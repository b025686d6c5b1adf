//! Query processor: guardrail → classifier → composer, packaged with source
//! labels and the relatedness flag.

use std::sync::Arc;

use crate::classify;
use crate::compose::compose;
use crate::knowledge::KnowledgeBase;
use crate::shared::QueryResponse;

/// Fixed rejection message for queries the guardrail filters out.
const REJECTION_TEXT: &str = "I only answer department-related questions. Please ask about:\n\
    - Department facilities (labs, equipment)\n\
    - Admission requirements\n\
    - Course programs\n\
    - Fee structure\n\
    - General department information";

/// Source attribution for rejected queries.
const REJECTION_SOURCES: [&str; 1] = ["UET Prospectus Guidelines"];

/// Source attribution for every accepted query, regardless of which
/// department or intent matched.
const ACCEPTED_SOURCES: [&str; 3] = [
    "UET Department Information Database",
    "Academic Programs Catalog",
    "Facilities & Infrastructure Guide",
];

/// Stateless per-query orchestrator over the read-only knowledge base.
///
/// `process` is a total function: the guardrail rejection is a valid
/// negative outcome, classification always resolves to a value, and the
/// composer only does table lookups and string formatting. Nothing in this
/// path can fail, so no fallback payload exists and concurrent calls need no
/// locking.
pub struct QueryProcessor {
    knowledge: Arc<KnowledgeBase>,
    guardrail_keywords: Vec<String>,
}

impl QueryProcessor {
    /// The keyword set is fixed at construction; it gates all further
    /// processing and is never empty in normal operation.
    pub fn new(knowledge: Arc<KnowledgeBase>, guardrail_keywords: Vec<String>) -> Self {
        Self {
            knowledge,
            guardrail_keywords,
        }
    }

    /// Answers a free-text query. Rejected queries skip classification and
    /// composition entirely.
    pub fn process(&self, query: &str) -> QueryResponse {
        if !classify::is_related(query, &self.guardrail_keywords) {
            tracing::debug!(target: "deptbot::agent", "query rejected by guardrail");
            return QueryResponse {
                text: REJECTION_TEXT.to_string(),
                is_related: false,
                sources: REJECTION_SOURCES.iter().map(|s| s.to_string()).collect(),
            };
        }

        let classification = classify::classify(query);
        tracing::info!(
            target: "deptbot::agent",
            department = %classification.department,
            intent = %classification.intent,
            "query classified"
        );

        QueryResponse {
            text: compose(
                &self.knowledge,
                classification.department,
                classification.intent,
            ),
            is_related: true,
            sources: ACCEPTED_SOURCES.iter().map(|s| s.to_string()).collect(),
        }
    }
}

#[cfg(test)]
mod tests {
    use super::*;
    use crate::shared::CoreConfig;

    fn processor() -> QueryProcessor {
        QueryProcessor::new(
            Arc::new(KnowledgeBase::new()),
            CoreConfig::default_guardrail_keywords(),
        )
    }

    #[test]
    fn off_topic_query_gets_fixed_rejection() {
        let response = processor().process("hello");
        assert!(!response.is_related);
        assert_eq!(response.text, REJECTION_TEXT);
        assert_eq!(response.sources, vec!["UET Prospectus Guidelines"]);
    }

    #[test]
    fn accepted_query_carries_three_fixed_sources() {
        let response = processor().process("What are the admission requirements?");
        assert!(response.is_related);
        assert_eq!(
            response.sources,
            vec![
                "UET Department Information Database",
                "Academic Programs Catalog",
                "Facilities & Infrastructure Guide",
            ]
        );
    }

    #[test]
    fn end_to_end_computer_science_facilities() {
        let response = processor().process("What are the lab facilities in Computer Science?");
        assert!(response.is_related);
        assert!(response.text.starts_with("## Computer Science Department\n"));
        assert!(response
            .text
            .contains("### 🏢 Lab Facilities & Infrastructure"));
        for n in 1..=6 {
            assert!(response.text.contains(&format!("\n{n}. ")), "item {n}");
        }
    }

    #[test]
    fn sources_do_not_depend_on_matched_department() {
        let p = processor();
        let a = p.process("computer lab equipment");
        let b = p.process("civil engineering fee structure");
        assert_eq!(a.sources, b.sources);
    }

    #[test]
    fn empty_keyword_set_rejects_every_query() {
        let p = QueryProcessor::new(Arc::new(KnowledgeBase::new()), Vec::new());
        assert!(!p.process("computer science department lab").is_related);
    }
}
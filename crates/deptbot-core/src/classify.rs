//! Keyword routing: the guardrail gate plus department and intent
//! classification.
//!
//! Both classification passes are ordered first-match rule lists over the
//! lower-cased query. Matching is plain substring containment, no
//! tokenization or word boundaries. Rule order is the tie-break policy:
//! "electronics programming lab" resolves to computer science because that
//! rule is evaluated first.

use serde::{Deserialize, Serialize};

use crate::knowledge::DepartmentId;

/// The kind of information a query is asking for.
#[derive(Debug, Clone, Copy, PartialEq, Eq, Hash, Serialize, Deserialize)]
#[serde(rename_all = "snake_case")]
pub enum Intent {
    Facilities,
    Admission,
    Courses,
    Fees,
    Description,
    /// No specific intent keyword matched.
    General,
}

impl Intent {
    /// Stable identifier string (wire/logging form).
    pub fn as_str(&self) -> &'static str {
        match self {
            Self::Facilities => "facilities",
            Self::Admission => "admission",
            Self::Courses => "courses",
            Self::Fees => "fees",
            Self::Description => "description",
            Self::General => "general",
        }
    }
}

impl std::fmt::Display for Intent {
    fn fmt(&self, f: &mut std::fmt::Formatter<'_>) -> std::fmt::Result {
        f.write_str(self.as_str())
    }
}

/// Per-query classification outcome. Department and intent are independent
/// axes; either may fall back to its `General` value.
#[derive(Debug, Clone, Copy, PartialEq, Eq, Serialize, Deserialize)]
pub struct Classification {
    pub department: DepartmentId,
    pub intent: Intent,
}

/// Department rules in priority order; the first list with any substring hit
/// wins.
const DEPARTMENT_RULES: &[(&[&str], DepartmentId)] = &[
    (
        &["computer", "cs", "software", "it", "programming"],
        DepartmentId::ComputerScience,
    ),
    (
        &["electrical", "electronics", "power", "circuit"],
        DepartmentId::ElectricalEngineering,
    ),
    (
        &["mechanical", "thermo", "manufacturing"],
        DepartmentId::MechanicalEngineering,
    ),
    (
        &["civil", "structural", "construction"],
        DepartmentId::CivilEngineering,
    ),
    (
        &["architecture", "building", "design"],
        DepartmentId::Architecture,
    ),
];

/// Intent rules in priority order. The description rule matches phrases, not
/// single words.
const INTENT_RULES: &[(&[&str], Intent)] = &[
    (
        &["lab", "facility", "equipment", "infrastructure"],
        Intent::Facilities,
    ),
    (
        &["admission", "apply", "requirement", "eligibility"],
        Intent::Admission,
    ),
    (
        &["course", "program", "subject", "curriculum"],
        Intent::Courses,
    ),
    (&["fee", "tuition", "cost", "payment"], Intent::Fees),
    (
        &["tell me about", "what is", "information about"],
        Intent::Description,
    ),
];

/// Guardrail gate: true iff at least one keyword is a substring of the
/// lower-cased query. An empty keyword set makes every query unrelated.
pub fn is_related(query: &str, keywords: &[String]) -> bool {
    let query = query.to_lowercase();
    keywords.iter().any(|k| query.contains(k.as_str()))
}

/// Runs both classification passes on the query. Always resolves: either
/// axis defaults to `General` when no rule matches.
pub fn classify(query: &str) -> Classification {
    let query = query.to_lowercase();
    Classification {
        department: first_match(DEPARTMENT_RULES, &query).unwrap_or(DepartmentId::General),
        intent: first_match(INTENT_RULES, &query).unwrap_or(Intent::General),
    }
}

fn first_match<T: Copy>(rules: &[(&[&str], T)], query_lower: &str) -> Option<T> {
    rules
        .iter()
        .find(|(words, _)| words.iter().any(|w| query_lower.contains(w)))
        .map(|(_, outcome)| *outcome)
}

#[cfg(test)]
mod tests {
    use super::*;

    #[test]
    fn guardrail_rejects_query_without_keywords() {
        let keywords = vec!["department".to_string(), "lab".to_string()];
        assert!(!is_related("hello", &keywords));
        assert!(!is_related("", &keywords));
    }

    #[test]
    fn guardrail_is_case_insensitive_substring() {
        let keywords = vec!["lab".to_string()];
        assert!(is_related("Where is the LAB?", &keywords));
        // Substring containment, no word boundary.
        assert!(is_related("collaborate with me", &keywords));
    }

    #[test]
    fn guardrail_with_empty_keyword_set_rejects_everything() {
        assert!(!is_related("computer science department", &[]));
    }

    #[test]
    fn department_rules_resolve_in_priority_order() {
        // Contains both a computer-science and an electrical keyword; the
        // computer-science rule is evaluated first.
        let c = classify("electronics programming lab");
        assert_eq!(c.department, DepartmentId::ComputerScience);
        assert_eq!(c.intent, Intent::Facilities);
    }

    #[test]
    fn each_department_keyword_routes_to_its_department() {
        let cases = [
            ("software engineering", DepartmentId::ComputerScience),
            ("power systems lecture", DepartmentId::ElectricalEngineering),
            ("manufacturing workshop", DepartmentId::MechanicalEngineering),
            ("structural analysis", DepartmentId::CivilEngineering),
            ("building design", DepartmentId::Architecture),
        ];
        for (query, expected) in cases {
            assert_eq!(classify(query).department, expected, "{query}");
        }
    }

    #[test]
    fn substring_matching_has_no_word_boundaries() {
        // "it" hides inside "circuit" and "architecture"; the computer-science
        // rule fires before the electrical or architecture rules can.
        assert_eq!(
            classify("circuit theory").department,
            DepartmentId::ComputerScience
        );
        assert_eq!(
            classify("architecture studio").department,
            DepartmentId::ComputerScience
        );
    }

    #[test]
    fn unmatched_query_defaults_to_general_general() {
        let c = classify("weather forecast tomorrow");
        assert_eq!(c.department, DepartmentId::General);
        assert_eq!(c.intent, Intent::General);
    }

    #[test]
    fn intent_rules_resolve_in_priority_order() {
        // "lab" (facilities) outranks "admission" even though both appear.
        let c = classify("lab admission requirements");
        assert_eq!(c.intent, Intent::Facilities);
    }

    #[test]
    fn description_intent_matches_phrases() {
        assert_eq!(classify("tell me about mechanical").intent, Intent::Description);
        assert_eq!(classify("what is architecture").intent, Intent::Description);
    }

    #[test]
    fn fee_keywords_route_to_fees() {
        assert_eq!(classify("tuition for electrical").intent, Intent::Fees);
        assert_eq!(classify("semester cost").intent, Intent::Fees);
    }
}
···
**EXERCISE DETAILS:** Your reply should consist solely of the number of lines above that contain the word "cased".

**RESPONSE FOR THIS EXERCISE:** 2